*WORK INSTRUCTIONS:*
From the listing below, set down exactly the lines between the one holding "warn!(content_hash = %record.content_hash, error" and the one holding "let output_key = transform.output_key(record)?;", inclusive. No other line is wanted.

##########

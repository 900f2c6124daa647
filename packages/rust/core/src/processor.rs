//! Generic "find new work, do work, commit result" stage processor.
//!
//! 1. Discover pending records via the ledger
//! 2. Fetch each record's input from the object store
//! 3. Run the stage transform
//! 4. Write the result at a deterministic key derived from the input key
//! 5. Commit the output key to the ledger
//!
//! Steps 2–4 are isolated per unit: a failure is recorded and the next unit
//! continues. Commit failures propagate, since the ledger is shared state and
//! the whole invocation is safe to retry.

use std::time::Instant;

use async_trait::async_trait;
use serde::Serialize;
use tracing::{info, instrument, warn};

use ledgerflow_shared::{
    ErrorKind, ErrorPayload, LedgerRecord, LedgerflowError, Result, Stage, UnitFailure,
};
use ledgerflow_storage::CommitOutcome;

use crate::context::PipelineContext;
use crate::progress::ProgressReporter;

/// The stage-specific part of a ledger-backed stage.
#[async_trait]
pub trait UnitTransform: Send + Sync {
    /// Stage whose ledger column this transform fills.
    fn stage(&self) -> Stage;

    /// Deterministic output key for `record`. Must be a pure function of the
    /// record's identity (content hash and source key).
    fn output_key(&self, record: &LedgerRecord) -> Result<String>;

    /// Produce the output artifact from the input artifact.
    async fn apply(&self, record: &LedgerRecord, input: Vec<u8>) -> Result<Vec<u8>>;
}

/// Per-invocation options.
#[derive(Debug, Clone, Copy, Default)]
pub struct RunOptions {
    /// Redo units whose output is already committed. Outputs land on the
    /// same keys, so the ledger sees an idempotent re-commit.
    pub force: bool,
}

/// Structured outcome of one stage invocation.
#[derive(Debug, Clone, PartialEq, Serialize)]
pub struct StageReport {
    pub stage: Stage,
    /// Units the discovery step returned.
    pub discovered: usize,
    /// Units whose output was newly committed (or newly registered, for ingest).
    pub processed: usize,
    /// Units that were already done when this invocation reached them.
    pub unchanged: usize,
    /// Units that failed in fetch, transform or write.
    pub failed: Vec<UnitFailure>,
    pub elapsed_ms: u64,
}

impl StageReport {
    pub fn new(stage: Stage) -> Self {
        Self {
            stage,
            discovered: 0,
            processed: 0,
            unchanged: 0,
            failed: Vec::new(),
            elapsed_ms: 0,
        }
    }

    pub fn is_clean(&self) -> bool {
        self.failed.is_empty()
    }

    /// Structured failure payload when any unit failed.
    pub fn failure_payload(&self) -> Option<ErrorPayload> {
        if self.failed.is_empty() {
            return None;
        }
        Some(ErrorPayload {
            kind: ErrorKind::UpstreamTransform,
            message: format!(
                "{}: {} of {} units failed",
                self.stage,
                self.failed.len(),
                self.discovered
            ),
            units: self.failed.clone(),
        })
    }

    pub(crate) fn finish(mut self, start: Instant) -> Self {
        self.elapsed_ms = start.elapsed().as_millis() as u64;
        self
    }
}

/// Run one invocation of a ledger-backed stage.
#[instrument(skip_all, fields(stage = %transform.stage(), force = opts.force))]
pub async fn run_stage(
    ctx: &PipelineContext,
    transform: &dyn UnitTransform,
    opts: RunOptions,
    progress: &dyn ProgressReporter,
) -> Result<StageReport> {
    let start = Instant::now();
    let stage = transform.stage();
    let mut report = StageReport::new(stage);

    progress.phase(&format!("Discovering {stage} work"));
    let records = if opts.force {
        ctx.ledger.find_ready_for(stage).await?
    } else {
        ctx.ledger.find_pending_for(stage).await?
    };
    report.discovered = records.len();
    info!(pending = records.len(), "discovered work");

    progress.phase(&format!("Running {stage}"));
    let total = records.len();
    for (i, record) in records.iter().enumerate() {
        match process_unit(ctx, transform, record).await {
            Ok(output_key) => {
                match ctx
                    .ledger
                    .commit_stage_output(&record.content_hash, stage, &output_key)
                    .await?
                {
                    CommitOutcome::Committed => report.processed += 1,
                    CommitOutcome::AlreadyCommitted => report.unchanged += 1,
                }
            }
            Err(e) => {
                warn!(content_hash = %record.content_hash, error = %e, "unit failed");
                report.failed.push(UnitFailure::new(&record.content_hash, &e));
            }
        }
        progress.unit_done(stage, &record.content_hash, i + 1, total);
    }

    let report = report.finish(start);
    info!(
        processed = report.processed,
        unchanged = report.unchanged,
        failed = report.failed.len(),
        elapsed_ms = report.elapsed_ms,
        "stage complete"
    );
    progress.done(&report);
    Ok(report)
}

/// Steps 2–4 for one record. Returns the key the output was written to.
async fn process_unit(
    ctx: &PipelineContext,
    transform: &dyn UnitTransform,
    record: &LedgerRecord,
) -> Result<String> {
    let stage = transform.stage();
    let input_key = record.input_for(stage).ok_or_else(|| {
        LedgerflowError::not_found(format!(
            "{stage} input of {} (prerequisite output unset)",
            record.content_hash
        ))
    })?;

    let output_key = transform.output_key(record)?;
    let input = ctx.objects.get(&ctx.bucket, input_key).await?;
    let output = transform.apply(record, input).await?;
    ctx.objects.put(&ctx.bucket, &output_key, &output).await?;
    Ok(output_key)
}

##########

*REPLY:*
                warn!(content_hash = %record.content_hash, error = %e, "unit failed");
                report.failed.push(UnitFailure::new(&record.content_hash, &e));
            }
        }
        progress.unit_done(stage, &record.content_hash, i + 1, total);
    }

    let report = report.finish(start);
    info!(
        processed = report.processed,
        unchanged = report.unchanged,
        failed = report.failed.len(),
        elapsed_ms = report.elapsed_ms,
        "stage complete"
    );
    progress.done(&report);
    Ok(report)
}

/// Steps 2–4 for one record. Returns the key the output was written to.
async fn process_unit(
    ctx: &PipelineContext,
    transform: &dyn UnitTransform,
    record: &LedgerRecord,
) -> Result<String> {
    let stage = transform.stage();
    let input_key = record.input_for(stage).ok_or_else(|| {
        LedgerflowError::not_found(format!(
            "{stage} input of {} (prerequisite output unset)",
            record.content_hash
        ))
    })?;

    let output_key = transform.output_key(record)?;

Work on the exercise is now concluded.